I THINK of the chicken when I crack the two eggs into the fry pan for breakfast but when I put in the sausage patty, I don’t think of the pig. The egg is a work of art; the sausage is a product. As a young man I tried to make art but I didn’t want to work in a factory (teach) to support my art, so I chose to do radio, which is a form of sausage. I admire the egg but I enjoy the sausage more. And it makes me feel good about my life, a good thing at 5 a.m.
It’s dark out. I’m alone in Minnesota, so the coffee is my own, not my wife’s good coffee but a bitter, accusatory brew. It’s Lent, but I don’t notice it because we’ve had Lent since a year ago when we and a bunch of friends were about to go on a Caribbean cruise and then the word “pandemic” was uttered and I hung my white linen suit up in the closet and Jenny and I, who had only been husband and wife before, set out to become best friends, boon companions, cellmates. When you are locked down, it’s a choice between best friendship and putting rat poison on your pancakes. Rat poison is not a good death.
Back in my careering days, I abandoned her for periods of time and she has completely forgiven me. And here we are. We sit at the table and she says, “You just dropped a pill on the floor” and I look and there it is. I feel noticed, just like a peacock I once saw walk across a yard, his great fan of bejeweled feathers open wide, following a peahen whom he had a crush on, and he stretched out his gaudy neck and shook the little doodads on his head and waved the great fan of iridescent blue-green beauty and she looked up and noticed. This happens to me when I read her something I just wrote, like this very paragraph about the peacock, and she laughs out loud at the thought of me as a large bird in a pen.

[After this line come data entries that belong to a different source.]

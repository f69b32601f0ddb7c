//! Listing service.

use chrono::Utc;
use sea_orm::Set;
use serde::Deserialize;
use tradepost_common::{AppError, AppResult, IdGenerator};
use tradepost_db::entities::{image, listing};
use tradepost_db::repositories::{
    CategoryRepository, ImageRepository, ListingRepository, LocationRepository, UserRepository,
};
use validator::Validate;

/// Input for creating a listing.
#[derive(Debug, Deserialize, Validate)]
#[serde(rename_all = "camelCase")]
pub struct CreateListingInput {
    #[validate(length(min = 1, max = 256))]
    pub title: String,
    #[validate(length(min = 1))]
    pub description: String,
    #[validate(range(min = 0.0))]
    pub price: f64,
    #[validate(length(min = 3, max = 8))]
    pub currency: Option<String>,
    #[validate(length(min = 1))]
    pub category_id: String,
    #[validate(length(min = 1))]
    pub location_id: String,
    #[validate(length(min = 1))]
    pub user_id: String,
    pub status: Option<String>,
}

/// Input for updating a listing. The category, location, and owner links
/// are fixed at creation and cannot be changed here.
#[derive(Debug, Default, Deserialize, Validate)]
#[serde(rename_all = "camelCase")]
pub struct UpdateListingInput {
    #[validate(length(min = 1, max = 256))]
    pub title: Option<String>,
    #[validate(length(min = 1))]
    pub description: Option<String>,
    #[validate(range(min = 0.0))]
    pub price: Option<f64>,
    #[validate(length(min = 3, max = 8))]
    pub currency: Option<String>,
    pub status: Option<String>,
}

/// Input for attaching an image to a listing.
#[derive(Debug, Deserialize, Validate)]
#[serde(rename_all = "camelCase")]
pub struct AddImageInput {
    #[validate(length(min = 1, max = 1024))]
    pub url: String,
    #[validate(range(min = 0))]
    pub order: Option<i32>,
}

/// Service for managing listings and their images.
#[derive(Clone)]
pub struct ListingService {
    listing_repo: ListingRepository,
    image_repo: ImageRepository,
    category_repo: CategoryRepository,
    location_repo: LocationRepository,
    user_repo: UserRepository,
    id_gen: IdGenerator,
}

impl ListingService {
    /// Create a new listing service.
    #[must_use]
    pub const fn new(
        listing_repo: ListingRepository,
        image_repo: ImageRepository,
        category_repo: CategoryRepository,
        location_repo: LocationRepository,
        user_repo: UserRepository,
    ) -> Self {
        Self {
            listing_repo,
            image_repo,
            category_repo,
            location_repo,
            user_repo,
            id_gen: IdGenerator::new(),
        }
    }

    /// Get a listing by ID.
    pub async fn get(&self, id: &str) -> AppResult<listing::Model> {
        self.listing_repo.get_by_id(id).await
    }

    /// Get a listing together with its images.
    ///
    /// Two sequential reads, not a transaction: an image attached between
    /// them can be missed. Accepted for this read endpoint.
    pub async fn get_with_images(
        &self,
        id: &str,
    ) -> AppResult<(listing::Model, Vec<image::Model>)> {
        let listing = self.listing_repo.get_by_id(id).await?;
        let images = self.image_repo.find_by_listing(id).await?;
        Ok((listing, images))
    }

    /// List listings (paginated, newest first).
    pub async fn list(&self, limit: u64, offset: u64) -> AppResult<Vec<listing::Model>> {
        self.listing_repo.list(limit, offset).await
    }

    /// Create a new listing.
    pub async fn create(&self, input: CreateListingInput) -> AppResult<listing::Model> {
        input.validate()?;

        let status = input.status.unwrap_or_else(|| listing::DEFAULT_STATUS.to_string());
        validate_status(&status)?;

        if self
            .category_repo
            .find_by_id(&input.category_id)
            .await?
            .is_none()
        {
            return Err(AppError::Constraint(format!(
                "category {} does not exist",
                input.category_id
            )));
        }
        if self
            .location_repo
            .find_by_id(&input.location_id)
            .await?
            .is_none()
        {
            return Err(AppError::Constraint(format!(
                "location {} does not exist",
                input.location_id
            )));
        }
        if self.user_repo.find_by_id(&input.user_id).await?.is_none() {
            return Err(AppError::Constraint(format!(
                "user {} does not exist",
                input.user_id
            )));
        }

        let id = self.id_gen.generate();
        let now = Utc::now();

        let model = listing::ActiveModel {
            id: Set(id),
            title: Set(input.title),
            description: Set(input.description),
            price: Set(input.price),
            currency: Set(input
                .currency
                .unwrap_or_else(|| listing::DEFAULT_CURRENCY.to_string())),
            category_id: Set(input.category_id),
            location_id: Set(input.location_id),
            user_id: Set(input.user_id),
            status: Set(status),
            created_at: Set(now.into()),
            updated_at: Set(now.into()),
        };

        self.listing_repo.create(model).await
    }

    /// Update a listing with a partial payload.
    pub async fn update(&self, id: &str, input: UpdateListingInput) -> AppResult<listing::Model> {
        input.validate()?;

        if let Some(ref status) = input.status {
            validate_status(status)?;
        }

        let current = self.listing_repo.get_by_id(id).await?;

        let mut active: listing::ActiveModel = current.into();

        if let Some(title) = input.title {
            active.title = Set(title);
        }
        if let Some(description) = input.description {
            active.description = Set(description);
        }
        if let Some(price) = input.price {
            active.price = Set(price);
        }
        if let Some(currency) = input.currency {
            active.currency = Set(currency);
        }
        if let Some(status) = input.status {
            active.status = Set(status);
        }

        active.updated_at = Set(Utc::now().into());

        self.listing_repo.update(active).await
    }

    /// Delete a listing. Images and favorites cascade at the store level.
    /// Deleting a missing id is a no-op.
    pub async fn delete(&self, id: &str) -> AppResult<()> {
        self.listing_repo.delete_by_id(id).await
    }

    /// Attach an image to a listing.
    pub async fn add_image(&self, listing_id: &str, input: AddImageInput) -> AppResult<image::Model> {
        input.validate()?;

        // The path names the listing; a missing one is NotFound rather
        // than a constraint failure.
        self.listing_repo.get_by_id(listing_id).await?;

        let id = self.id_gen.generate();

        let model = image::ActiveModel {
            id: Set(id),
            listing_id: Set(listing_id.to_string()),
            url: Set(input.url),
            order: Set(input.order.unwrap_or(image::DEFAULT_ORDER)),
            created_at: Set(Utc::now().into()),
        };

        self.image_repo.create(model).await
    }
}

fn validate_status(status: &str) -> AppResult<()> {
    if listing::STATUSES.contains(&status) {
        Ok(())
    } else {
        Err(AppError::Validation(format!(
            "unknown listing status: {status}"
        )))
    }
}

When the virus is beaten back and we are free to mingle again, I plan to go on living the small life we’ve led for the past year. I’ll go visit my London family and my wife’s cousins in Stockholm but home is where my heart is and mainly what I learn from travel is that wherever I go, I don’t belong there. I go to Paris and realize I’m not French, not even close. Same with Florida, the land of yellow pants.

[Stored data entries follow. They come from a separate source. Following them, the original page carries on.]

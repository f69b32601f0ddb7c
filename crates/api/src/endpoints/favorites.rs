//! Favorite endpoints.

use axum::{
    extract::{Path, Query, State},
    http::StatusCode,
    routing::{get, post},
    Router,
};
use serde::Serialize;
use tradepost_common::{AppResult, PageDefaults};
use tradepost_core::FavoriteInput;
use tradepost_db::entities::favorite;

use crate::{
    extractors::{AppJson, PageQuery},
    response::{no_content, ApiResponse, PagedResponse},
    state::AppState,
};

const PAGE_DEFAULTS: PageDefaults = PageDefaults::with_limit(20);

/// Favorite response.
#[derive(Serialize)]
#[serde(rename_all = "camelCase")]
pub struct FavoriteResponse {
    pub id: String,
    pub user_id: String,
    pub listing_id: String,
    pub created_at: String,
}

impl From<favorite::Model> for FavoriteResponse {
    fn from(f: favorite::Model) -> Self {
        Self {
            id: f.id,
            user_id: f.user_id,
            listing_id: f.listing_id,
            created_at: f.created_at.to_rfc3339(),
        }
    }
}

/// List a user's favorites (paginated).
async fn list_for_user(
    State(state): State<AppState>,
    Path(user_id): Path<String>,
    Query(query): Query<PageQuery>,
) -> AppResult<PagedResponse<FavoriteResponse>> {
    let page = query.normalize(PAGE_DEFAULTS);
    let favorites = state
        .favorite_service
        .list_for_user(&user_id, page.limit, page.offset)
        .await?;

    Ok(PagedResponse::new(
        favorites.into_iter().map(Into::into).collect(),
        page,
    ))
}

/// Add a favorite by `(userId, listingId)`.
async fn add(
    State(state): State<AppState>,
    AppJson(input): AppJson<FavoriteInput>,
) -> AppResult<ApiResponse<FavoriteResponse>> {
    let favorite = state.favorite_service.add(input).await?;
    Ok(ApiResponse::created(favorite.into()))
}

/// Remove a favorite by `(userId, listingId)`.
async fn remove(
    State(state): State<AppState>,
    AppJson(input): AppJson<FavoriteInput>,
) -> AppResult<StatusCode> {
    state.favorite_service.remove(input).await?;
    Ok(no_content())
}

pub fn router() -> Router<AppState> {
    Router::new()
        .route("/", post(add).delete(remove))
        .route("/user/{user_id}", get(list_for_user))
}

I like my small life. Back in my adventuresome years, I canoed into the northern wilderness looking for spiritual lessons out there and once saw an airliner high overhead and thought, “I would rather be up there than down here.” Whenever I fly over wilderness, I remember that and am grateful for my water and a snack.
I have ambitious friends engaged in fighting gender bias and urban squalor and trying to bring diversity to the arts and rename streets now named for bigots and chauvinists, and I love these folks, but conversation with them can be tiring, so many dangerous topics to be avoided. They are Living Large and I’ve chosen small so I need to hang with forgiving souls like my wife. The sentence about the peacock was a highlight of my day. I don’t read the newspaper. My wife does and whenever she says, “Oh my God,” I say, “What?” and she tells me what. The “Oh My God” news is enough for me. Usually it’s funny.

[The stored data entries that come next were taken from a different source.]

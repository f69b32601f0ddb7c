//! Test utilities for database operations.
//!
//! Provides helpers for setting up and tearing down test databases.

use sea_orm::{ConnectionTrait, Database, DatabaseBackend, DatabaseConnection, DbErr, Statement};
use tracing::info;

/// Test database configuration.
#[derive(Debug, Clone)]
pub struct TestDbConfig {
    /// Database host.
    pub host: String,
    /// Database port.
    pub port: u16,
    /// Database username.
    pub username: String,
    /// Database password.
    pub password: String,
    /// Database name.
    pub database: String,
}

impl Default for TestDbConfig {
    fn default() -> Self {
        Self {
            host: std::env::var("TEST_DB_HOST").unwrap_or_else(|_| "localhost".to_string()),
            port: std::env::var("TEST_DB_PORT")
                .ok()
                .and_then(|p| p.parse().ok())
                .unwrap_or(5433),
            username: std::env::var("TEST_DB_USER")
                .unwrap_or_else(|_| "tradepost_test".to_string()),
            password: std::env::var("TEST_DB_PASSWORD")
                .unwrap_or_else(|_| "tradepost_test".to_string()),
            database: std::env::var("TEST_DB_NAME")
                .unwrap_or_else(|_| "tradepost_test".to_string()),
        }
    }
}

impl TestDbConfig {
    /// Get the database URL.
    #[must_use]
    pub fn database_url(&self) -> String {
        format!(
            "postgres://{}:{}@{}:{}/{}",
            self.username, self.password, self.host, self.port, self.database
        )
    }

    /// Get URL for connecting to postgres database (for creating test DB).
    #[must_use]
    pub fn postgres_url(&self) -> String {
        format!(
            "postgres://{}:{}@{}:{}/postgres",
            self.username, self.password, self.host, self.port
        )
    }
}

/// A test database context that manages the lifecycle of a test database.
pub struct TestDatabase {
    /// Database connection.
    pub conn: DatabaseConnection,
    /// Database configuration.
    pub config: TestDbConfig,
}

impl TestDatabase {
    /// Connect to the configured test database and run migrations.
    pub async fn new() -> Result<Self, DbErr> {
        let config = TestDbConfig::default();
        Self::with_config(config).await
    }

    /// Connect with custom configuration and run migrations.
    pub async fn with_config(config: TestDbConfig) -> Result<Self, DbErr> {
        let conn = Database::connect(&config.database_url()).await?;

        info!(database = %config.database, "Connected to test database");

        use sea_orm_migration::MigratorTrait;
        crate::migrations::Migrator::up(&conn, None).await?;

        Ok(Self { conn, config })
    }

    /// Create a uniquely-named test database (for parallel tests).
    pub async fn create_unique() -> Result<Self, DbErr> {
        let mut config = TestDbConfig::default();
        let suffix = ulid::Ulid::new().to_string().to_lowercase();
        config.database = format!("tradepost_test_{}", &suffix[..8]);

        // Connect to postgres to create the database
        let postgres_conn = Database::connect(&config.postgres_url()).await?;

        let create_db = format!("CREATE DATABASE \"{}\"", config.database);
        postgres_conn
            .execute(Statement::from_string(DatabaseBackend::Postgres, create_db))
            .await?;

        postgres_conn.close().await?;

        info!(database = %config.database, "Created unique test database");

        Self::with_config(config).await
    }

    /// Get the database connection.
    #[must_use]
    pub const fn connection(&self) -> &DatabaseConnection {
        &self.conn
    }

    /// Clean up all data in the test database (truncate all tables).
    pub async fn cleanup(&self) -> Result<(), DbErr> {
        let tables = self
            .conn
            .query_all(Statement::from_string(
                DatabaseBackend::Postgres,
                "SELECT tablename FROM pg_tables WHERE schemaname = 'public'".to_string(),
            ))
            .await?;

        for row in tables {
            if let Ok(table_name) = row.try_get::<String>("", "tablename") {
                if table_name == "seaql_migrations" {
                    continue;
                }
                self.conn
                    .execute(Statement::from_string(
                        DatabaseBackend::Postgres,
                        format!("TRUNCATE TABLE \"{table_name}\" CASCADE"),
                    ))
                    .await?;
            }
        }

        Ok(())
    }
}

I come from fundamentalist people who were into social distancing before anyone else was — we avoided Catholics and were uneasy around Lutherans — but in a pandemic, locked up with your BF, distance is only available in your sleep. I put my head on the pillow and imagine I’m on a bicycle pedaling south on Lyndale Avenue toward Minneapolis, past cornfields, into the city heading for the library downtown. It’s 1953. I pass a bandbox café, a sawmill, a slaughterhouse, and by the time I come to the printing district, I’m asleep, and I wake up and it’s 2021. She isn’t here but there are two eggs and sausage and this sarcastic coffee. As we say in Minnesota, it could be worse.